24 June 2010

A Year in the Life

Sweater Quest: My Year of Knitting Dangerously by Adrienne Martini (New York: Free Press, 2010)

Germania: In Wayward Pursuit of the Germans and Their History by Simon Winder(New York: Farrar, Straus and Giroux, 2010)
Phineas Redux by Anthony Trollope (Kindle edition)
Cheerful Money: Me, My Family, and the Last Days of WASP Splendor by Tad Friend(New York: Little, Brown, 2009). Kindle edition

Ever since I encountered Ammon Shea's Reading the OED: One Man, One Year, 21,730 Pages, I've been a sucker for books that chronicle someone obsessively doing something for a year. Julie and Julia (whose subtitle is "365 days, 524 recipes, 1 Tiny Apartment Kitchen"); The Unlikely Disciple: A Sinner's Semester at America's Holiest University; Animal, Vegetable, Miracle: A Year of Food Life—all sucked me into their spell. Sometimes the author's ego gets in the way for me, as was the case with A Year in Provence and the gaggingly annoying Eat, Pray, Love, but for the most part this is a foolproof Good Read.

The Madison Public Library has obligingly put out a comprehensive list of these books, so I see that the genre goes all the way back to 1948 and Henry Beston's Northern Farm: A Glorious Year on a Small Maine Farm. (Heck, it occurs to me that Walden probably qualifies as the great-granddaddy of them all.)

Two of them recently turned up in my Bedside Pile, and of course I finished them before just about everything else: The Happiness Project and, now, Sweater Quest. Both books began as blogs—doesn't every nonfiction book now? The explosion of blogonauts has swelled the ranks of the year-in-the-life genre to the point that I imagine publishing-house interns don't even bother with the slush pile anymore (if they ever did), but instead spend their days trolling the Web for examples of this new performance art. (The New York Times documented the term "blooks" back in December 2006, but it doesn't seem to have made it into everyday speech.)
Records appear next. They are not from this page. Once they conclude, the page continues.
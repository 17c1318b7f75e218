use crate::core::error::StateError;
use chrono::{DateTime, Utc};
use serde::{Deserialize, Serialize};
use serde_json::{Map, Value};
use std::fmt;
use std::str::FromStr;

/// Named configuration options. The store wraps this in `Option`; `None`
/// means "not loaded yet", which is not the same as an empty mapping.
pub type Settings = Map<String, Value>;

fn default_true() -> bool {
    true
}

#[derive(Debug, Clone, PartialEq, Serialize, Deserialize)]
pub struct Model {
    pub provider_name: String,
    pub model_name: String,
    #[serde(default)]
    pub model_display_name: String,
    #[serde(default = "default_true")]
    pub show: bool,
    #[serde(default)]
    pub max_tokens: u32,
    #[serde(default)]
    pub context_window: u32,
}

impl Model {
    pub fn new(provider_name: impl Into<String>, model_name: impl Into<String>) -> Self {
        let model_name = model_name.into();
        Self {
            provider_name: provider_name.into(),
            model_display_name: model_name.clone(),
            model_name,
            show: true,
            max_tokens: 0,
            context_window: 0,
        }
    }

    /// `provider/model`, the form the console accepts and prints.
    pub fn qualified_name(&self) -> String {
        format!("{}/{}", self.provider_name, self.model_name)
    }
}

#[derive(Debug, Clone, PartialEq, Serialize, Deserialize)]
pub struct ProviderData {
    pub provider_name: String,
    #[serde(default)]
    pub api_key: String,
    #[serde(default)]
    pub display_name: String,
    #[serde(default)]
    pub api_key_valid: bool,
}

impl ProviderData {
    pub fn new(provider_name: impl Into<String>, api_key_valid: bool) -> Self {
        let provider_name = provider_name.into();
        Self {
            display_name: provider_name.clone(),
            provider_name,
            api_key: String::new(),
            api_key_valid,
        }
    }
}

#[derive(Debug, Clone, Copy, PartialEq, Eq, Hash, Serialize, Deserialize)]
#[serde(rename_all = "lowercase")]
pub enum Role {
    User,
    Assistant,
    System,
    /// Placeholder role of a response that is still streaming.
    Animate,
}

impl Role {
    pub fn is_in_progress(&self) -> bool {
        matches!(self, Role::Animate)
    }

    pub fn as_str(&self) -> &'static str {
        match self {
            Role::User => "user",
            Role::Assistant => "assistant",
            Role::System => "system",
            Role::Animate => "animate",
        }
    }
}

impl fmt::Display for Role {
    fn fmt(&self, f: &mut fmt::Formatter<'_>) -> fmt::Result {
        f.write_str(self.as_str())
    }
}

impl FromStr for Role {
    type Err = StateError;

    fn from_str(s: &str) -> Result<Self, Self::Err> {
        match s.to_lowercase().as_str() {
            "user" => Ok(Role::User),
            "assistant" => Ok(Role::Assistant),
            "system" => Ok(Role::System),
            "animate" => Ok(Role::Animate),
            other => Err(StateError::Input(format!("Unknown message role: {}", other))),
        }
    }
}

#[derive(Debug, Clone, PartialEq, Serialize, Deserialize)]
pub struct MessageBlock {
    #[serde(default)]
    pub id: Option<i32>,
    pub type_: String,
    #[serde(default)]
    pub language: Option<String>,
    pub raw_content: String,
    pub rendered_content: String,
    #[serde(default)]
    pub copied: Option<bool>,
}

#[derive(Debug, Clone, PartialEq, Serialize, Deserialize)]
pub struct Message {
    #[serde(default)]
    pub id: String,
    pub role: Role,
    pub content: String,
    #[serde(default)]
    pub model_name: String,
    #[serde(default, skip_serializing_if = "Option::is_none")]
    pub blocks: Option<Vec<MessageBlock>>,
}

impl Message {
    pub fn new(role: Role, content: impl Into<String>) -> Self {
        Self {
            id: String::new(),
            role,
            content: content.into(),
            model_name: String::new(),
            blocks: None,
        }
    }

    pub fn user(content: impl Into<String>) -> Self {
        Self::new(Role::User, content)
    }

    pub fn assistant(content: impl Into<String>) -> Self {
        Self::new(Role::Assistant, content)
    }

    /// Empty in-progress message appended while a response streams.
    pub fn placeholder() -> Self {
        Self::new(Role::Animate, "")
    }

    pub fn with_model(mut self, model_name: impl Into<String>) -> Self {
        self.model_name = model_name.into();
        self
    }
}

#[derive(Debug, Clone, PartialEq, Serialize, Deserialize)]
pub struct Chat {
    pub id: String,
    #[serde(default)]
    pub display_name: String,
    #[serde(default = "Utc::now")]
    pub creation_date: DateTime<Utc>,
    #[serde(default = "Utc::now")]
    pub last_updated: DateTime<Utc>,
}

impl Chat {
    pub fn new(id: impl Into<String>, display_name: impl Into<String>) -> Self {
        let now = Utc::now();
        Self {
            id: id.into(),
            display_name: display_name.into(),
            creation_date: now,
            last_updated: now,
        }
    }
}

#[cfg(test)]
mod tests {
    use super::*;

    #[test]
    fn test_role_round_trips_through_lowercase_names() {
        let message: Message =
            serde_json::from_str(r#"{"role":"animate","content":""}"#).unwrap();
        assert_eq!(message.role, Role::Animate);
        assert!(message.role.is_in_progress());
        assert_eq!(serde_json::to_value(Role::Assistant).unwrap(), "assistant");
    }

    #[test]
    fn test_role_from_str_rejects_unknown() {
        assert_eq!("User".parse::<Role>().unwrap(), Role::User);
        assert!(matches!("tool".parse::<Role>(), Err(StateError::Input(_))));
    }

    #[test]
    fn test_minimal_payloads_fill_defaults() {
        let chat: Chat = serde_json::from_str(r#"{"id":"c1"}"#).unwrap();
        assert_eq!(chat.id, "c1");
        assert!(chat.display_name.is_empty());

        let model: Model =
            serde_json::from_str(r#"{"provider_name":"a","model_name":"m1"}"#).unwrap();
        assert!(model.show);
        assert_eq!(model.qualified_name(), "a/m1");

        let provider: ProviderData =
            serde_json::from_str(r#"{"provider_name":"openai"}"#).unwrap();
        assert!(!provider.api_key_valid);
    }
}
Like dance marathons during the Great Depression, the one-year endurance contest seems especially to attract the un- or under-employed. Sweater Quest's Adrienne Martini is no exception. The Simon & Schuster Web site identifies her as a "freelance writer and college teacher." She's smart, and she has time to knit; what more do you want? When I heard her interviewed on Brenda Dayne's Cast-On podcast, I knew this was a book I had to read. Martini wanted to counter the "directionless haze" of her 2007 by doing something really, really big in 2008. So she picked the most challenging knitting project she could think of: the "Mary Tudor" cardigan designed by the Scots knitting behemoth Alice Starmore, "the Shakespeare of the knit and the purl." With fingering-weight wool (this means a very very skinny strand), in eleven separate colors, in a brand of yarn that's not even being made anymore—well, just assembling the supplies took Martini two months of her year.

I'm in the middle of a (non-Starmore) Fair Isle sweater that I'm guessing will take me a minimum of three years to finish, so I'm the perfect audience for Martini's book. She is easy to read, but I found I never really got lost in her work—perhaps because she, herself, seemed so detached from it. Once Martini figured out the Fair Isle technique, knitting the sweater itself became boring even to her. So she spends most of the book interviewing other knitting designers—some very good ones—with the question, "What makes an Alice Starmore sweater an 'Alice Starmore'?" Which is interesting, but a little repetitious.

Martini is good at details—maybe a little too good. She stops short of telling you how many calories are in the desserts and entrees she is endlessly eating with her interview subjects, but not very far short. She's at her best when she is filling us in on knitting-gossip backstory, like why most knitters refer to Starmore in print as "St*rm*re," or, delightfully, LSD, which stands for "Litigious Scottish Designer." But the book shows signs of being hastily edited, which means no one reined in Martini's tendency to reduce situations to a quick laugh, or evened out her tone. (Do we really need to know that Amy Singer has "a mighty rack"?)

Nor, in the end, did all those details add up to synthesis. For heavens sake—and I'm hardly issuing a "spoiler" here, because Martini makes no attempt to create a narrative arc—the sweater didn't even fit! A blogger might be able to get away with ending a saga with the equivalent of "And then I woke up," but really a grown-up book writer should know better. Sigh.